What is needed: Your answer should consist of every line in the records that holds "verification".
(Data for review)
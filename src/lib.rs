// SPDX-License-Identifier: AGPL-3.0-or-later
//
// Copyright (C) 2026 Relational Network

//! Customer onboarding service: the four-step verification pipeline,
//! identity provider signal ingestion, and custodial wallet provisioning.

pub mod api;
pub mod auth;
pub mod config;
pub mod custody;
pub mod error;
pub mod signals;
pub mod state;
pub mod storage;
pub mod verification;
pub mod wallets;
(End Data for review)
Solution to the problem:
//! Customer onboarding service: the four-step verification pipeline,
pub mod verification;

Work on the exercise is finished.